Consider these tips on how to effectively deal with forces that prevent learning and, thus, transformative forward momentum:
1. Being blind to your blindness. We all have blind spots. These are normal, natural, and common, but they limit us. Books, lectures, and recordings can help us see new possibilities for learning, as can asking a friend or co-worker for an honest assessment of our actions. The number one enemy of learning is “knowing,” or more precisely, the assumption of knowing, which can readily render you visionless. By recalibrating the lens through which you view the world, and your understanding of it, and actively seeking new knowledge, opinions and insights is a key opening a wealth of possibility.
2. The desire to be comfortable. Comfort is a formidable enemy. When confronted with new ideas, most people react strongly…and not in a favorable, amenable way. When our familiar patterns, associations, and responses are challenged, we tend to respond with fear and anger. Because our minds cling to stability and predictability, we tend to judge something new as “dangerous” or “disruptive.” Everyone is seemingly in favor of learning, though as long as it doesn’t mean them and it doesn’t mean now. The array of excuses, dodges, and delays we toss out can be astonishing. In short, beware of the perfectly natural desire for comfort. Unfortunately, comfort and authentic learning are mutually exclusive. Simply put, you must get out of your comfort zone to transcend.
3. The insistence on understanding everything all the time. Any new idea or practice seems difficult, complicated, and unclear simply by virtue of it being new. Along with our desire for comfort and safety, we also crave understanding, falling prey to the notion that clarity yields safety and certainty. When an unfamiliar situation lacks clarity, we tend to label the agents of change as “wrong.” “If the coach really knew what he was talking about,” the quarterback grumbles after practice, “then this new offense wouldn’t be so confusing.” “If this is so great, then it should be easy to understand.” In both instances, a person grants himself permission to dismiss the new practice and retreat into the security of the familiar.

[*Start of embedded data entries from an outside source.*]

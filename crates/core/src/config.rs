//! Configuration structures for the spikefeat system.
//!
//! Every section validates itself; engines call `validate()` in their
//! constructors so a bad parameter fails before the first bar.

use crate::error::{Error, Result};
use serde::{Deserialize, Serialize};
use std::path::Path;

/// Main configuration for the feature pipeline.
#[derive(Debug, Clone, Default, Serialize, Deserialize)]
#[serde(default)]
pub struct Config {
    /// Indicator engine configuration.
    pub indicators: IndicatorConfig,
    /// Candle / derived-bar metrics configuration (shared by both instances).
    pub candle: CandleConfig,
    /// Spike heuristics configuration.
    pub spike: SpikeConfig,
    /// Hybrid multi-window configuration.
    pub hybrid: HybridConfig,
    /// Tiered spike configuration.
    pub tiered: TieredConfig,
    /// Offline label configuration.
    pub labels: LabelConfig,
    /// Which engines run and how their output is merged.
    pub pipeline: PipelineConfig,
}

impl Config {
    /// Parse a configuration from JSON. Missing sections take their defaults.
    pub fn from_json_str(json: &str) -> Result<Self> {
        let config: Config = serde_json::from_str(json)?;
        config.validate()?;
        Ok(config)
    }

    /// Read and parse a JSON configuration file.
    pub fn from_json_file(path: impl AsRef<Path>) -> Result<Self> {
        let text = std::fs::read_to_string(path)?;
        Self::from_json_str(&text)
    }

    /// Validate every section.
    pub fn validate(&self) -> Result<()> {
        self.indicators.validate()?;
        self.candle.validate()?;
        self.spike.validate()?;
        self.hybrid.validate()?;
        self.tiered.validate()?;
        self.labels.validate()?;
        Ok(())
    }
}

fn require_min(name: &str, value: usize, min: usize) -> Result<()> {
    if value < min {
        return Err(Error::config(format!("{name} must be >= {min} (got {value})")));
    }
    Ok(())
}

fn require_positive(name: &str, value: f64) -> Result<()> {
    if !(value.is_finite() && value > 0.0) {
        return Err(Error::config(format!("{name} must be > 0 (got {value})")));
    }
    Ok(())
}

fn require_longer(short_name: &str, short: usize, long_name: &str, long: usize) -> Result<()> {
    if long <= short {
        return Err(Error::config(format!(
            "{long_name} ({long}) must be greater than {short_name} ({short})"
        )));
    }
    Ok(())
}

fn require_windows(name: &str, windows: &[usize], min: usize) -> Result<()> {
    if windows.is_empty() {
        return Err(Error::config(format!("{name} must not be empty")));
    }
    for &w in windows {
        require_min(name, w, min)?;
    }
    Ok(())
}

fn require_spectral(name: &str, n: usize) -> Result<()> {
    if n != 16 && n != 32 {
        return Err(Error::config(format!("{name} must be 16 or 32 (got {n})")));
    }
    Ok(())
}

/// Indicator engine configuration (RSI, ATR, MACD, Bollinger, per-window metrics).
#[derive(Debug, Clone, Serialize, Deserialize)]
#[serde(default)]
pub struct IndicatorConfig {
    pub rsi_period: usize,
    pub atr_period: usize,
    pub macd_fast: usize,
    pub macd_slow: usize,
    pub macd_signal: usize,
    pub bb_period: usize,
    /// Band width in standard deviations.
    pub bb_k: f64,
    /// Windows for rate-of-change / volatility / strength / momentum / z-score.
    pub windows: Vec<usize>,
}

impl Default for IndicatorConfig {
    fn default() -> Self {
        Self {
            rsi_period: 14,
            atr_period: 14,
            macd_fast: 12,
            macd_slow: 26,
            macd_signal: 9,
            bb_period: 20,
            bb_k: 2.0,
            windows: vec![5, 10, 20],
        }
    }
}

impl IndicatorConfig {
    pub fn validate(&self) -> Result<()> {
        require_min("indicators.rsi_period", self.rsi_period, 2)?;
        require_min("indicators.atr_period", self.atr_period, 2)?;
        require_min("indicators.macd_fast", self.macd_fast, 2)?;
        require_longer(
            "indicators.macd_fast",
            self.macd_fast,
            "indicators.macd_slow",
            self.macd_slow,
        )?;
        require_min("indicators.macd_signal", self.macd_signal, 2)?;
        require_min("indicators.bb_period", self.bb_period, 2)?;
        require_positive("indicators.bb_k", self.bb_k)?;
        require_windows("indicators.windows", &self.windows, 2)?;
        Ok(())
    }
}

/// Candle / derived-bar metrics configuration.
#[derive(Debug, Clone, Serialize, Deserialize)]
#[serde(default)]
pub struct CandleConfig {
    pub ma_short: usize,
    pub ma_long: usize,
    /// Window for past-only range / Parkinson statistics.
    pub stats_window: usize,
    /// OLS slope windows; curvature is shortest minus longest.
    pub slope_windows: Vec<usize>,
    /// EMA period for the trend-strength score.
    pub trend_ema_period: usize,
    /// Window for the CLV pressure index.
    pub pressure_window: usize,
    /// Lookback for prior-N high/low distances and liquidity sweeps.
    pub extreme_lookback: usize,
    /// Pivot strength (bars on each side) for swing extremes.
    pub swing_strength: usize,
    /// Window for Bollinger/Keltner compression proxies.
    pub compression_window: usize,
    pub bb_k: f64,
    pub keltner_mult: f64,
}

impl Default for CandleConfig {
    fn default() -> Self {
        Self {
            ma_short: 5,
            ma_long: 20,
            stats_window: 20,
            slope_windows: vec![5, 10, 20],
            trend_ema_period: 10,
            pressure_window: 14,
            extreme_lookback: 20,
            swing_strength: 3,
            compression_window: 20,
            bb_k: 2.0,
            keltner_mult: 1.5,
        }
    }
}

impl CandleConfig {
    pub fn validate(&self) -> Result<()> {
        require_min("candle.ma_short", self.ma_short, 1)?;
        require_longer("candle.ma_short", self.ma_short, "candle.ma_long", self.ma_long)?;
        require_min("candle.stats_window", self.stats_window, 2)?;
        require_windows("candle.slope_windows", &self.slope_windows, 3)?;
        require_min("candle.trend_ema_period", self.trend_ema_period, 2)?;
        require_min("candle.pressure_window", self.pressure_window, 1)?;
        require_min("candle.extreme_lookback", self.extreme_lookback, 2)?;
        require_min("candle.swing_strength", self.swing_strength, 1)?;
        require_min("candle.compression_window", self.compression_window, 2)?;
        require_positive("candle.bb_k", self.bb_k)?;
        require_positive("candle.keltner_mult", self.keltner_mult)?;
        Ok(())
    }
}

/// Spike heuristics configuration.
#[derive(Debug, Clone, Serialize, Deserialize)]
#[serde(default)]
pub struct SpikeConfig {
    pub atr_period: usize,
    /// Window for the past-only derived-range z-score.
    pub z_window: usize,
    /// Lookback for highest-high / lowest-low breakouts.
    pub breakout_lookback: usize,
    /// |z| at or above this flags a z-score spike.
    pub z_threshold: f64,
    /// range / ATR at or above this flags an ATR spike.
    pub atr_ratio_threshold: f64,
    /// |gap| / ATR at or above this flags a gap spike.
    pub gap_atr_threshold: f64,
}

impl Default for SpikeConfig {
    fn default() -> Self {
        Self {
            atr_period: 14,
            z_window: 20,
            breakout_lookback: 20,
            z_threshold: 2.0,
            atr_ratio_threshold: 2.0,
            gap_atr_threshold: 1.0,
        }
    }
}

impl SpikeConfig {
    pub fn validate(&self) -> Result<()> {
        require_min("spike.atr_period", self.atr_period, 2)?;
        require_min("spike.z_window", self.z_window, 2)?;
        require_min("spike.breakout_lookback", self.breakout_lookback, 1)?;
        require_positive("spike.z_threshold", self.z_threshold)?;
        require_positive("spike.atr_ratio_threshold", self.atr_ratio_threshold)?;
        require_positive("spike.gap_atr_threshold", self.gap_atr_threshold)?;
        Ok(())
    }
}

/// Hybrid multi-window statistics configuration.
#[derive(Debug, Clone, Serialize, Deserialize)]
#[serde(default)]
pub struct HybridConfig {
    /// Lags for multi-scale velocity / acceleration of close.
    pub velocity_lags: Vec<usize>,
    /// Main statistics window (moments, ratios, correlation, liquidity).
    pub window: usize,
    /// Window for efficiency ratio.
    pub er_window: usize,
    /// Window for the R/S Hurst proxy.
    pub hurst_window: usize,
    /// Window for the realized-variance family.
    pub rv_window: usize,
    pub vwap_window: usize,
    /// Window for return autocorrelation / PACF.
    pub acf_window: usize,
    /// Window for median / MAD.
    pub robust_window: usize,
    /// DFT size for the spectral energy ratio (16 or 32).
    pub spectral_n: usize,
    /// Window for Higuchi / Katz fractal dimension.
    pub fractal_window: usize,
    pub higuchi_k_max: usize,
    /// Sub-window length for slope stability (four consecutive sub-windows).
    pub slope_sub_window: usize,
    /// Window for drawdown / run-up.
    pub drawdown_window: usize,
    /// range / mean range below this counts as a tight bar.
    pub tight_range_ratio: f64,
    /// range / mean range above this counts as a wide bar.
    pub wide_range_ratio: f64,
    /// volume / mean volume above this counts as high volume.
    pub high_volume_ratio: f64,
    /// volume / mean volume below this counts as low volume.
    pub low_volume_ratio: f64,
    /// Emit raw-vs-derived divergence features from embedded candle engines.
    pub cross_divergence: bool,
}

impl Default for HybridConfig {
    fn default() -> Self {
        Self {
            velocity_lags: vec![1, 3, 5, 10],
            window: 20,
            er_window: 10,
            hurst_window: 32,
            rv_window: 20,
            vwap_window: 20,
            acf_window: 30,
            robust_window: 20,
            spectral_n: 16,
            fractal_window: 32,
            higuchi_k_max: 5,
            slope_sub_window: 5,
            drawdown_window: 50,
            tight_range_ratio: 0.5,
            wide_range_ratio: 1.5,
            high_volume_ratio: 1.5,
            low_volume_ratio: 0.5,
            cross_divergence: true,
        }
    }
}

impl HybridConfig {
    pub fn validate(&self) -> Result<()> {
        require_windows("hybrid.velocity_lags", &self.velocity_lags, 1)?;
        require_min("hybrid.window", self.window, 4)?;
        require_min("hybrid.er_window", self.er_window, 2)?;
        require_min("hybrid.hurst_window", self.hurst_window, 8)?;
        require_min("hybrid.rv_window", self.rv_window, 2)?;
        require_min("hybrid.vwap_window", self.vwap_window, 1)?;
        require_min("hybrid.acf_window", self.acf_window, 8)?;
        require_min("hybrid.robust_window", self.robust_window, 3)?;
        require_spectral("hybrid.spectral_n", self.spectral_n)?;
        require_min("hybrid.higuchi_k_max", self.higuchi_k_max, 2)?;
        require_min(
            "hybrid.fractal_window",
            self.fractal_window,
            2 * self.higuchi_k_max + 1,
        )?;
        require_min("hybrid.slope_sub_window", self.slope_sub_window, 3)?;
        require_min("hybrid.drawdown_window", self.drawdown_window, 2)?;
        require_positive("hybrid.tight_range_ratio", self.tight_range_ratio)?;
        require_positive("hybrid.wide_range_ratio", self.wide_range_ratio)?;
        if self.wide_range_ratio <= self.tight_range_ratio {
            return Err(Error::config(
                "hybrid.wide_range_ratio must be greater than hybrid.tight_range_ratio",
            ));
        }
        require_positive("hybrid.high_volume_ratio", self.high_volume_ratio)?;
        require_positive("hybrid.low_volume_ratio", self.low_volume_ratio)?;
        if self.high_volume_ratio <= self.low_volume_ratio {
            return Err(Error::config(
                "hybrid.high_volume_ratio must be greater than hybrid.low_volume_ratio",
            ));
        }
        Ok(())
    }
}

/// Tiered spike-feature configuration.
#[derive(Debug, Clone, Serialize, Deserialize)]
#[serde(default)]
pub struct TieredConfig {
    /// Short, medium and long window tiers (strictly increasing).
    pub tiers: [usize; 3],
    pub higuchi_k_max: usize,
}

impl Default for TieredConfig {
    fn default() -> Self {
        Self {
            tiers: [5, 20, 60],
            higuchi_k_max: 5,
        }
    }
}

impl TieredConfig {
    pub fn validate(&self) -> Result<()> {
        let [short, medium, long] = self.tiers;
        require_min("tiered.tiers[0]", short, 4)?;
        require_longer("tiered.tiers[0]", short, "tiered.tiers[1]", medium)?;
        require_longer("tiered.tiers[1]", medium, "tiered.tiers[2]", long)?;
        // Spectral ratios need 32 closes from the long tier
        require_min("tiered.tiers[2]", long, 32)?;
        require_min("tiered.higuchi_k_max", self.higuchi_k_max, 2)?;
        require_min("tiered.tiers[2]", long, 2 * self.higuchi_k_max + 1)?;
        Ok(())
    }
}

/// Offline entry/exit label configuration.
#[derive(Debug, Clone, Serialize, Deserialize)]
#[serde(default)]
pub struct LabelConfig {
    /// Number of future bars inspected.
    pub horizon: usize,
    /// Minimum forward return for an entry label.
    pub entry_threshold: f64,
    /// Minimum forward drawdown (positive number) for an exit label.
    pub exit_threshold: f64,
}

impl Default for LabelConfig {
    fn default() -> Self {
        Self {
            horizon: 5,
            entry_threshold: 0.01,
            exit_threshold: 0.01,
        }
    }
}

impl LabelConfig {
    pub fn validate(&self) -> Result<()> {
        require_min("labels.horizon", self.horizon, 1)?;
        require_positive("labels.entry_threshold", self.entry_threshold)?;
        require_positive("labels.exit_threshold", self.exit_threshold)?;
        Ok(())
    }
}

/// Engine toggles and merge options.
#[derive(Debug, Clone, Serialize, Deserialize)]
#[serde(default)]
pub struct PipelineConfig {
    pub indicators: bool,
    pub raw_candles: bool,
    pub derived_candles: bool,
    pub spike: bool,
    pub hybrid: bool,
    pub tiered: bool,
    /// Append the derived bar's OHLC as `ha_open`, `ha_high`, `ha_low`, `ha_close`.
    pub include_derived_ohlc: bool,
}

impl Default for PipelineConfig {
    fn default() -> Self {
        Self {
            indicators: true,
            raw_candles: true,
            derived_candles: true,
            spike: true,
            hybrid: true,
            tiered: true,
            include_derived_ohlc: true,
        }
    }
}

That withdrawal closes the possibility for learning.
4. Confusing opinions with learning, and awareness with competence. An opinion is not the same as a thought. Thinking is the process of generating an original idea or distinction. It requires energy and attention while having an opinion requires neither. Under the sway of our opinions, we block opportunities for learning. This is because we think that because we have an opinion about something, we must “know” it. When we confuse awareness with learning, we mistakenly assume that a new awareness automatically equates to a new competence. The attainment of awareness and the development of competence are two entirely different processes.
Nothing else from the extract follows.